[[ Source records, beginning ]]

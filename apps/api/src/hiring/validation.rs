//! Request checks that run before any store or model call.
//! Lengths are counted in characters on trimmed text.

use thiserror::Error;

use crate::ai::schema::{self, SchemaViolation};
use crate::errors::AppError;
use crate::models::job::{JobPatch, Survey};

pub const MIN_TITLE_CHARS: usize = 3;
pub const MIN_DESCRIPTION_CHARS: usize = 50;
pub const MIN_NAME_CHARS: usize = 2;
pub const MIN_ANSWER_CHARS: usize = 10;

#[derive(Debug, Clone, PartialEq, Error)]
pub enum InputError {
    #[error("{field} must be at least {min} characters")]
    TooShort { field: &'static str, min: usize },

    #[error("answer {number} must be at least {min} characters")]
    AnswerTooShort { number: usize, min: usize },

    #[error("expected {expected} answers, got {actual}")]
    AnswerCount { expected: usize, actual: usize },

    #[error("patch must set at least one field")]
    EmptyPatch,

    #[error("invalid survey: {0}")]
    Survey(#[from] SchemaViolation),
}

impl From<InputError> for AppError {
    fn from(err: InputError) -> Self {
        AppError::Validation(err.to_string())
    }
}

fn at_least(field: &'static str, value: &str, min: usize) -> Result<(), InputError> {
    if value.trim().chars().count() < min {
        return Err(InputError::TooShort { field, min });
    }
    Ok(())
}

pub fn validate_new_job(title: &str, description: &str) -> Result<(), InputError> {
    at_least("title", title, MIN_TITLE_CHARS)?;
    at_least("jobDescription", description, MIN_DESCRIPTION_CHARS)
}

/// One answer per survey question, each long enough to score.
pub fn validate_submission(name: &str, answers: &[String], survey: &Survey) -> Result<(), InputError> {
    at_least("name", name, MIN_NAME_CHARS)?;
    if answers.len() != survey.questions.len() {
        return Err(InputError::AnswerCount {
            expected: survey.questions.len(),
            actual: answers.len(),
        });
    }
    for (i, answer) in answers.iter().enumerate() {
        if answer.trim().chars().count() < MIN_ANSWER_CHARS {
            return Err(InputError::AnswerTooShort {
                number: i + 1,
                min: MIN_ANSWER_CHARS,
            });
        }
    }
    Ok(())
}

pub fn validate_survey(survey: &Survey) -> Result<(), InputError> {
    if survey.questions.is_empty() {
        return Err(SchemaViolation::Empty("questions").into());
    }
    for question in &survey.questions {
        schema::non_empty("questions", question)?;
    }
    schema::distinct_questions("surveyQuestions", &survey.questions)?;
    schema::focus_skills(&survey.top_skills)?;
    Ok(())
}

/// Manual edits get the same floor as creation.
pub fn validate_job_patch(patch: &JobPatch) -> Result<(), InputError> {
    if patch.is_empty() {
        return Err(InputError::EmptyPatch);
    }
    if let Some(title) = &patch.title {
        at_least("title", title, MIN_TITLE_CHARS)?;
    }
    if let Some(description) = &patch.description_input {
        at_least("descriptionInput", description, MIN_DESCRIPTION_CHARS)?;
    }
    if let Some(listing) = &patch.generated_listing_text {
        schema::non_empty("generatedListingText", listing)?;
    }
    if let Some(survey) = &patch.survey {
        validate_survey(survey)?;
    }
    Ok(())
}

#[cfg(test)]
mod tests {
    use super::*;
    use crate::models::job::SoftSkill;

    fn survey(questions: usize) -> Survey {
        Survey {
            questions: (1..=questions).map(|i| format!("Question {i}?")).collect(),
            top_skills: vec![SoftSkill::Communication, SoftSkill::Initiative],
        }
    }

    fn answers(n: usize) -> Vec<String> {
        (0..n).map(|i| format!("A considered answer number {i}")).collect()
    }

    #[test]
    fn test_new_job_length_floors() {
        let description = "x".repeat(MIN_DESCRIPTION_CHARS);
        assert_eq!(validate_new_job("Dev", &description), Ok(()));
        assert_eq!(
            validate_new_job("  Go  ", &description),
            Err(InputError::TooShort {
                field: "title",
                min: MIN_TITLE_CHARS
            })
        );
        assert!(validate_new_job("Backend Engineer", &"x".repeat(49)).is_err());
    }

    #[test]
    fn test_lengths_count_characters_not_bytes() {
        // 50 two-byte characters
        let description = "é".repeat(MIN_DESCRIPTION_CHARS);
        assert_eq!(validate_new_job("Ingénieur", &description), Ok(()));
    }

    #[test]
    fn test_submission_requires_one_answer_per_question() {
        let survey = survey(10);
        assert_eq!(validate_submission("Jane Doe", &answers(10), &survey), Ok(()));
        assert_eq!(
            validate_submission("Jane Doe", &answers(9), &survey),
            Err(InputError::AnswerCount {
                expected: 10,
                actual: 9
            })
        );
    }

    #[test]
    fn test_submission_rejects_short_name_and_answers() {
        let survey = survey(2);
        assert!(matches!(
            validate_submission("J", &answers(2), &survey),
            Err(InputError::TooShort { field: "name", .. })
        ));
        let short = vec!["A considered answer".to_string(), "too short".to_string()];
        assert_eq!(
            validate_submission("Jane Doe", &short, &survey),
            Err(InputError::AnswerTooShort {
                number: 2,
                min: MIN_ANSWER_CHARS
            })
        );
    }

    #[test]
    fn test_job_patch_rules() {
        assert_eq!(
            validate_job_patch(&JobPatch::default()),
            Err(InputError::EmptyPatch)
        );
        let rename = JobPatch {
            title: Some("Staff Engineer".to_string()),
            ..JobPatch::default()
        };
        assert_eq!(validate_job_patch(&rename), Ok(()));

        let mut bad_survey = survey(3);
        bad_survey.top_skills = vec![
            SoftSkill::Communication,
            SoftSkill::Initiative,
            SoftSkill::Adaptability,
            SoftSkill::Accountability,
        ];
        let patch = JobPatch {
            survey: Some(bad_survey),
            ..JobPatch::default()
        };
        assert!(matches!(
            validate_job_patch(&patch),
            Err(InputError::Survey(_))
        ));
    }

    #[test]
    fn test_survey_with_repeated_question_is_rejected() {
        let mut repeated = survey(3);
        repeated.questions[2] = repeated.questions[0].clone();
        assert_eq!(
            validate_survey(&repeated),
            Err(InputError::Survey(SchemaViolation::Duplicate("surveyQuestions")))
        );
        assert_eq!(validate_survey(&survey(3)), Ok(()));
    }
}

[[ Source records, end ]]

_Directions_:
Repeat the data in its entirety, exactly as written.

_Reply_:
filename apps/api/src/hiring/validation.rs
//! Request checks that run before any store or model call.
//! Lengths are counted in characters on trimmed text.

use thiserror::Error;

use crate::ai::schema::{self, SchemaViolation};
use crate::errors::AppError;
use crate::models::job::{JobPatch, Survey};

pub const MIN_TITLE_CHARS: usize = 3;
pub const MIN_DESCRIPTION_CHARS: usize = 50;
pub const MIN_NAME_CHARS: usize = 2;
pub const MIN_ANSWER_CHARS: usize = 10;

#[derive(Debug, Clone, PartialEq, Error)]
pub enum InputError {
    #[error("{field} must be at least {min} characters")]
    TooShort { field: &'static str, min: usize },

    #[error("answer {number} must be at least {min} characters")]
    AnswerTooShort { number: usize, min: usize },

    #[error("expected {expected} answers, got {actual}")]
    AnswerCount { expected: usize, actual: usize },

    #[error("patch must set at least one field")]
    EmptyPatch,

    #[error("invalid survey: {0}")]
    Survey(#[from] SchemaViolation),
}

impl From<InputError> for AppError {
    fn from(err: InputError) -> Self {
        AppError::Validation(err.to_string())
    }
}

fn at_least(field: &'static str, value: &str, min: usize) -> Result<(), InputError> {
    if value.trim().chars().count() < min {
        return Err(InputError::TooShort { field, min });
    }
    Ok(())
}

pub fn validate_new_job(title: &str, description: &str) -> Result<(), InputError> {
    at_least("title", title, MIN_TITLE_CHARS)?;
    at_least("jobDescription", description, MIN_DESCRIPTION_CHARS)
}

/// One answer per survey question, each long enough to score.
pub fn validate_submission(name: &str, answers: &[String], survey: &Survey) -> Result<(), InputError> {
    at_least("name", name, MIN_NAME_CHARS)?;
    if answers.len() != survey.questions.len() {
        return Err(InputError::AnswerCount {
            expected: survey.questions.len(),
            actual: answers.len(),
        });
    }
    for (i, answer) in answers.iter().enumerate() {
        if answer.trim().chars().count() < MIN_ANSWER_CHARS {
            return Err(InputError::AnswerTooShort {
                number: i + 1,
                min: MIN_ANSWER_CHARS,
            });
        }
    }
    Ok(())
}

pub fn validate_survey(survey: &Survey) -> Result<(), InputError> {
    if survey.questions.is_empty() {
        return Err(SchemaViolation::Empty("questions").into());
    }
    for question in &survey.questions {
        schema::non_empty("questions", question)?;
    }
    schema::distinct_questions("surveyQuestions", &survey.questions)?;
    schema::focus_skills(&survey.top_skills)?;
    Ok(())
}

/// Manual edits get the same floor as creation.
pub fn validate_job_patch(patch: &JobPatch) -> Result<(), InputError> {
    if patch.is_empty() {
        return Err(InputError::EmptyPatch);
    }
    if let Some(title) = &patch.title {
        at_least("title", title, MIN_TITLE_CHARS)?;
    }
    if let Some(description) = &patch.description_input {
        at_least("descriptionInput", description, MIN_DESCRIPTION_CHARS)?;
    }
    if let Some(listing) = &patch.generated_listing_text {
        schema::non_empty("generatedListingText", listing)?;
    }
    if let Some(survey) = &patch.survey {
        validate_survey(survey)?;
    }
    Ok(())
}

#[cfg(test)]
mod tests {
    use super::*;
    use crate::models::job::SoftSkill;

    fn survey(questions: usize) -> Survey {
        Survey {
            questions: (1..=questions).map(|i| format!("Question {i}?")).collect(),
            top_skills: vec![SoftSkill::Communication, SoftSkill::Initiative],
        }
    }

    fn answers(n: usize) -> Vec<String> {
        (0..n).map(|i| format!("A considered answer number {i}")).collect()
    }

    #[test]
    fn test_new_job_length_floors() {
        let description = "x".repeat(MIN_DESCRIPTION_CHARS);
        assert_eq!(validate_new_job("Dev", &description), Ok(()));
        assert_eq!(
            validate_new_job("  Go  ", &description),
            Err(InputError::TooShort {
                field: "title",
                min: MIN_TITLE_CHARS
            })
        );
        assert!(validate_new_job("Backend Engineer", &"x".repeat(49)).is_err());
    }

    #[test]
    fn test_lengths_count_characters_not_bytes() {
        // 50 two-byte characters
        let description = "é".repeat(MIN_DESCRIPTION_CHARS);
        assert_eq!(validate_new_job("Ingénieur", &description), Ok(()));
    }

    #[test]
    fn test_submission_requires_one_answer_per_question() {
        let survey = survey(10);
        assert_eq!(validate_submission("Jane Doe", &answers(10), &survey), Ok(()));
        assert_eq!(
            validate_submission("Jane Doe", &answers(9), &survey),
            Err(InputError::AnswerCount {
                expected: 10,
                actual: 9
            })
        );
    }

    #[test]
    fn test_submission_rejects_short_name_and_answers() {
        let survey = survey(2);
        assert!(matches!(
            validate_submission("J", &answers(2), &survey),
            Err(InputError::TooShort { field: "name", .. })
        ));
        let short = vec!["A considered answer".to_string(), "too short".to_string()];
        assert_eq!(
            validate_submission("Jane Doe", &short, &survey),
            Err(InputError::AnswerTooShort {
                number: 2,
                min: MIN_ANSWER_CHARS
            })
        );
    }

    #[test]
    fn test_job_patch_rules() {
        assert_eq!(
            validate_job_patch(&JobPatch::default()),
            Err(InputError::EmptyPatch)
        );
        let rename = JobPatch {
            title: Some("Staff Engineer".to_string()),
            ..JobPatch::default()
        };
        assert_eq!(validate_job_patch(&rename), Ok(()));

        let mut bad_survey = survey(3);
        bad_survey.top_skills = vec![
            SoftSkill::Communication,
            SoftSkill::Initiative,
            SoftSkill::Adaptability,
            SoftSkill::Accountability,
        ];
        let patch = JobPatch {
            survey: Some(bad_survey),
            ..JobPatch::default()
        };
        assert!(matches!(
            validate_job_patch(&patch),
            Err(InputError::Survey(_))
        ));
    }

    #[test]
    fn test_survey_with_repeated_question_is_rejected() {
        let mut repeated = survey(3);
        repeated.questions[2] = repeated.questions[0].clone();
        assert_eq!(
            validate_survey(&repeated),
            Err(InputError::Survey(SchemaViolation::Duplicate("surveyQuestions")))
        );
        assert_eq!(validate_survey(&survey(3)), Ok(()));
    }
}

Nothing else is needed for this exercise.